The bridge is a thin relay. It connects to SITL's TCP port, opens a WebSocket server, and forwards binary MAVLink frames in both directions. No parsing, no modification. What goes in comes out.

## Multi-Drone SITL

For multi-drone testing, pass `--drones N`. The tool launches multiple SITL instances, each with a unique system ID, and the bridge multiplexes all of them onto a single WebSocket port:

```bash theme={"theme":{"light":"github-light","dark":"github-dark"}}
# Three copters on one bridge
npx tsx src/index.ts --drones 3
```

In Mission Control, connect once to `ws://localhost:5760`. The GCS demultiplexes by system ID from the HEARTBEAT messages, and all three drones appear in the fleet sidebar.

## Testing Missions

SITL is ideal for testing missions before flying:

1. Plan a mission in the Plan tab.
2. Upload it to the SITL drone.
3. Switch to Auto mode.
4. Watch the simulated drone fly the mission.
5. Check the 3D simulation view for the flight path.
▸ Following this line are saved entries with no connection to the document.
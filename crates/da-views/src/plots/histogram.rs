//! Histogram rendering to PNG.

use std::path::Path;

use arrow::record_batch::RecordBatch;
use da_core::extract;
use indexmap::IndexMap;
use plotters::prelude::*;
use statrs::statistics::Statistics;

use crate::RenderError;

/// Bar fill matching the analyst client's plot styling.
const BAR_COLOR: RGBColor = RGBColor(92, 140, 97);

/// Configuration for histogram rendering
#[derive(Clone)]
pub struct HistogramConfig {
    /// Number of bins for numeric columns
    pub bins: usize,

    /// Canvas size in pixels
    pub width: u32,
    pub height: u32,

    /// Whether to overlay a smoothed density curve
    pub show_density: bool,
}

impl Default for HistogramConfig {
    fn default() -> Self {
        // 10x6 inches at 100 dpi.
        Self {
            bins: 30,
            width: 1000,
            height: 600,
            show_density: true,
        }
    }
}

struct Bin {
    start: f64,
    end: f64,
    count: usize,
}

/// Render a single-column histogram to `out_path`.
///
/// The column must exist in the table; if it does not, this fails with
/// `ColumnNotFound` before any file is created. Numeric columns get
/// fixed-width frequency bins with an optional Gaussian-KDE overlay;
/// any other column falls back to frequency-count-per-category bars.
pub fn render_histogram(
    batch: &RecordBatch,
    column: &str,
    out_path: &Path,
    config: &HistogramConfig,
) -> Result<(), RenderError> {
    let array = batch
        .column_by_name(column)
        .ok_or_else(|| RenderError::ColumnNotFound(column.to_string()))?;

    match extract::numeric_values(array.as_ref()) {
        Some(values) if !values.is_empty() => {
            render_numeric(&values, column, out_path, config)
        }
        _ => {
            let values = extract::string_values(array.as_ref());
            render_categorical(&values, column, out_path, config)
        }
    }
}

fn render_numeric(
    values: &[f64],
    column: &str,
    out_path: &Path,
    config: &HistogramConfig,
) -> Result<(), RenderError> {
    let mut min = values.iter().copied().fold(f64::INFINITY, f64::min);
    let mut max = values.iter().copied().fold(f64::NEG_INFINITY, f64::max);
    if (max - min).abs() < f64::EPSILON {
        // A single distinct value still needs a non-degenerate axis.
        min -= 0.5;
        max += 0.5;
    }

    let num_bins = config.bins.max(1);
    let bin_width = (max - min) / num_bins as f64;
    let mut bins = Vec::with_capacity(num_bins);
    for i in 0..num_bins {
        let start = min + i as f64 * bin_width;
        let end = start + bin_width;
        let count = values
            .iter()
            .filter(|&&v| {
                if i == num_bins - 1 {
                    v >= start && v <= end
                } else {
                    v >= start && v < end
                }
            })
            .count();
        bins.push(Bin { start, end, count });
    }

    let density_curve = if config.show_density {
        kde_curve(values, min, max)
    } else {
        Vec::new()
    };

    // The KDE is a probability density; scale it into count space so both
    // series share one y axis.
    let count_scale = values.len() as f64 * bin_width;
    let max_count = bins.iter().map(|b| b.count).max().unwrap_or(0) as f64;
    let max_curve = density_curve
        .iter()
        .map(|&(_, d)| d * count_scale)
        .fold(0.0, f64::max);
    let y_max = (max_count.max(max_curve) * 1.05).max(1.0);

    let root = BitMapBackend::new(out_path, (config.width, config.height)).into_drawing_area();
    root.fill(&WHITE).map_err(plot_err)?;

    let mut chart = ChartBuilder::on(&root)
        .caption(column, ("sans-serif", 24))
        .margin(10)
        .x_label_area_size(40)
        .y_label_area_size(50)
        .build_cartesian_2d(min..max, 0f64..y_max)
        .map_err(plot_err)?;

    chart
        .configure_mesh()
        .x_desc(column)
        .y_desc("Count")
        .draw()
        .map_err(plot_err)?;

    chart
        .draw_series(bins.iter().map(|bin| {
            Rectangle::new(
                [(bin.start, 0.0), (bin.end, bin.count as f64)],
                BAR_COLOR.mix(0.8).filled(),
            )
        }))
        .map_err(plot_err)?;

    if !density_curve.is_empty() {
        chart
            .draw_series(LineSeries::new(
                density_curve
                    .iter()
                    .map(|&(x, d)| (x, d * count_scale)),
                RED.stroke_width(2),
            ))
            .map_err(plot_err)?;
    }

    root.present().map_err(plot_err)?;
    tracing::debug!(column, bins = num_bins, "rendered numeric histogram");
    Ok(())
}

fn render_categorical(
    values: &[String],
    column: &str,
    out_path: &Path,
    config: &HistogramConfig,
) -> Result<(), RenderError> {
    // Frequency per distinct value, in first-seen order.
    let mut counts: IndexMap<String, usize> = IndexMap::new();
    for value in values {
        *counts.entry(value.clone()).or_insert(0) += 1;
    }

    let labels: Vec<String> = counts.keys().cloned().collect();
    let max_count = counts.values().copied().max().unwrap_or(0) as f64;
    let x_max = counts.len().max(1) as f64;
    let y_max = (max_count * 1.05).max(1.0);

    let root = BitMapBackend::new(out_path, (config.width, config.height)).into_drawing_area();
    root.fill(&WHITE).map_err(plot_err)?;

    let mut chart = ChartBuilder::on(&root)
        .caption(column, ("sans-serif", 24))
        .margin(10)
        .x_label_area_size(40)
        .y_label_area_size(50)
        .build_cartesian_2d(0f64..x_max, 0f64..y_max)
        .map_err(plot_err)?;

    chart
        .configure_mesh()
        .disable_x_mesh()
        .x_labels(counts.len().clamp(1, 20))
        .x_label_formatter(&|x| {
            labels
                .get(x.floor() as usize)
                .cloned()
                .unwrap_or_default()
        })
        .x_desc(column)
        .y_desc("Count")
        .draw()
        .map_err(plot_err)?;

    chart
        .draw_series(counts.values().enumerate().map(|(i, &count)| {
            Rectangle::new(
                [(i as f64 + 0.1, 0.0), (i as f64 + 0.9, count as f64)],
                BAR_COLOR.mix(0.8).filled(),
            )
        }))
        .map_err(plot_err)?;

    root.present().map_err(plot_err)?;
    tracing::debug!(
        column,
        categories = counts.len(),
        "rendered categorical histogram"
    );
    Ok(())
}

/// Gaussian kernel density estimate over [min, max].
fn kde_curve(values: &[f64], min: f64, max: f64) -> Vec<(f64, f64)> {
    let std_dev = values.iter().std_dev();
    // Silverman's rule of thumb.
    let bandwidth = 1.06 * std_dev * (values.len() as f64).powf(-0.2);
    if !bandwidth.is_finite() || bandwidth <= 0.0 {
        return Vec::new();
    }

    let num_points = 100;
    let mut curve = Vec::with_capacity(num_points + 1);
    for i in 0..=num_points {
        let x = min + (max - min) * i as f64 / num_points as f64;
        let mut density = 0.0;
        for &value in values {
            let u = (x - value) / bandwidth;
            density += (-0.5_f64 * u * u).exp() / ((2.0 * std::f64::consts::PI).sqrt() * bandwidth);
        }
        density /= values.len() as f64;
        curve.push((x, density));
    }
    curve
}

fn plot_err<E: std::fmt::Display>(e: E) -> RenderError {
    RenderError::Plot(e.to_string())
}
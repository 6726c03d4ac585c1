//! Column type inference from raw string values.

use arrow::datatypes::{DataType, TimeUnit};
use chrono::{NaiveDate, NaiveDateTime};

/// Strategy for inferring a column's arrow type from its raw values.
///
/// Loaders sample each column's cells as strings and delegate the typing
/// decision here, so the summary and rendering layers can be tested against
/// synthetic tables built with any strategy.
pub trait ColumnTypeInference: Send + Sync {
    /// Infer the type of a column from its non-empty sampled values.
    fn infer(&self, values: &[String]) -> DataType;
}

/// Default sampling heuristic.
///
/// Considers up to `sample_size` values per column. A column is typed as the
/// narrowest of Int64, Float64, Timestamp(ms) that every non-empty value
/// satisfies; otherwise Utf8. Numeric checks run before the timestamp
/// heuristic so negative integers are not mistaken for dashed dates.
pub struct SampleInference {
    sample_size: usize,
}

impl SampleInference {
    pub fn new() -> Self {
        Self { sample_size: 1000 }
    }

    pub fn with_sample_size(mut self, size: usize) -> Self {
        self.sample_size = size;
        self
    }
}

impl Default for SampleInference {
    fn default() -> Self {
        Self::new()
    }
}

impl ColumnTypeInference for SampleInference {
    fn infer(&self, values: &[String]) -> DataType {
        let mut is_int = true;
        let mut is_float = true;
        let mut is_timestamp = true;
        let mut seen_any = false;

        for value in values.iter().take(self.sample_size) {
            if value.is_empty() {
                continue;
            }
            seen_any = true;

            if is_int && value.parse::<i64>().is_err() {
                is_int = false;
            }
            if is_float && value.parse::<f64>().is_err() {
                is_float = false;
            }
            if is_timestamp && parse_timestamp_millis(value).is_none() {
                is_timestamp = false;
            }
        }

        // An all-empty column carries no type evidence.
        if !seen_any {
            return DataType::Utf8;
        }

        if is_int {
            DataType::Int64
        } else if is_float {
            DataType::Float64
        } else if is_timestamp {
            DataType::Timestamp(TimeUnit::Millisecond, None)
        } else {
            DataType::Utf8
        }
    }
}

/// Parse a cell as a timestamp, returning epoch milliseconds.
///
/// Accepts the date and datetime shapes commonly found in exported CSVs.
pub fn parse_timestamp_millis(value: &str) -> Option<i64> {
    if let Ok(dt) = NaiveDateTime::parse_from_str(value, "%Y-%m-%d %H:%M:%S") {
        return Some(dt.and_utc().timestamp_millis());
    }
    if let Ok(dt) = NaiveDateTime::parse_from_str(value, "%Y-%m-%dT%H:%M:%S") {
        return Some(dt.and_utc().timestamp_millis());
    }
    if let Ok(d) = NaiveDate::parse_from_str(value, "%Y-%m-%d") {
        return Some(d.and_hms_opt(0, 0, 0)?.and_utc().timestamp_millis());
    }
    if let Ok(d) = NaiveDate::parse_from_str(value, "%m/%d/%Y") {
        return Some(d.and_hms_opt(0, 0, 0)?.and_utc().timestamp_millis());
    }
    None
}
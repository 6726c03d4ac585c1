//! Spreadsheet parsing into arrow record batches.

use std::io::Cursor;

use arrow::record_batch::RecordBatch;
use calamine::{Data, Reader, Xlsx};
use da_core::infer::ColumnTypeInference;

use crate::DataError;

/// Parse XLSX bytes into a record batch.
///
/// Reads the first worksheet, takes its first row as headers and routes the
/// remaining cells through the same stringify-then-infer path as the CSV
/// parser so both formats produce identically typed tables.
pub fn read_xlsx(bytes: &[u8], inference: &dyn ColumnTypeInference) -> Result<RecordBatch, DataError> {
    let mut workbook: Xlsx<_> =
        Xlsx::new(Cursor::new(bytes)).map_err(|e| DataError::Parse(e.to_string()))?;

    let range = workbook
        .worksheet_range_at(0)
        .ok_or_else(|| DataError::Parse("workbook contains no worksheets".to_string()))?
        .map_err(|e| DataError::Parse(e.to_string()))?;

    let mut rows_iter = range.rows();
    let headers: Vec<String> = rows_iter
        .next()
        .map(|row| row.iter().map(cell_to_string).collect())
        .unwrap_or_default();

    let rows: Vec<Vec<String>> = rows_iter
        .map(|row| row.iter().map(cell_to_string).collect())
        .collect();

    tracing::debug!(columns = headers.len(), rows = rows.len(), "parsed xlsx upload");
    super::build_batch(headers, rows, inference)
}

/// Render a spreadsheet cell the way it would appear in an exported CSV.
fn cell_to_string(cell: &Data) -> String {
    match cell {
        Data::Empty => String::new(),
        Data::String(s) => s.clone(),
        Data::Float(f) => f.to_string(),
        Data::Int(i) => i.to_string(),
        Data::Bool(b) => b.to_string(),
        Data::DateTime(dt) => dt
            .as_datetime()
            .map(|d| d.format("%Y-%m-%d %H:%M:%S").to_string())
            .unwrap_or_default(),
        Data::DateTimeIso(s) | Data::DurationIso(s) => s.clone(),
        // Cell-level spreadsheet errors (#DIV/0! and friends) become nulls.
        Data::Error(_) => String::new(),
    }
}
The physics engine simulates wind, battery discharge, and sensor noise, giving you a realistic preview of how the mission will execute.

## Testing Configuration

All configuration panels work with SITL:

* Read and write parameters
* Calibrate sensors (simulated sensor data)
* Configure failsafes and test triggers
* Set up geofences and test breach behavior
* Configure flight modes and switch between them

## Automated Testing

The SITL tool also serves as a backend for browser automation. A Playwright test can start a SITL instance, point the browser at the bridge, and exercise the full GCS workflow end to end: connect, read parameters, upload a mission, arm, take off, fly, and land. Because SITL runs the real autopilot, these runs catch protocol and timing issues that mock telemetry would hide.

## Troubleshooting

<AccordionGroup>
  <Accordion title="SITL not found">
    The tool looks for ArduPilot at `~/.ardupilot` by default. If you installed it elsewhere, point at it with the `--ardupilot` flag. Make sure you have built the correct vehicle type (`./waf copter`, `./waf plane`, etc.).
  </Accordion>

  <Accordion title="WebSocket connection refused">
    Check that the SITL tool is running and the port is not in use by another process. Run `lsof -i :5760` to check.
  </Accordion>

  <Accordion title="No telemetry after connecting">
    SITL may take a few seconds to initialize. Wait for the "APM: Ready to fly" message in the SITL output. If telemetry still does not appear, check that the TCP bridge connected successfully (look for "Connected to SITL" in the tool output).
  </Accordion>

  <Accordion title="Simulated drone crashes on takeoff">
    The default SITL configuration may have conservative parameters. Make sure GPS is locked (SITL simulates GPS fix after a few seconds). Try arming in Stabilize mode first, then switching to Loiter or Auto after takeoff.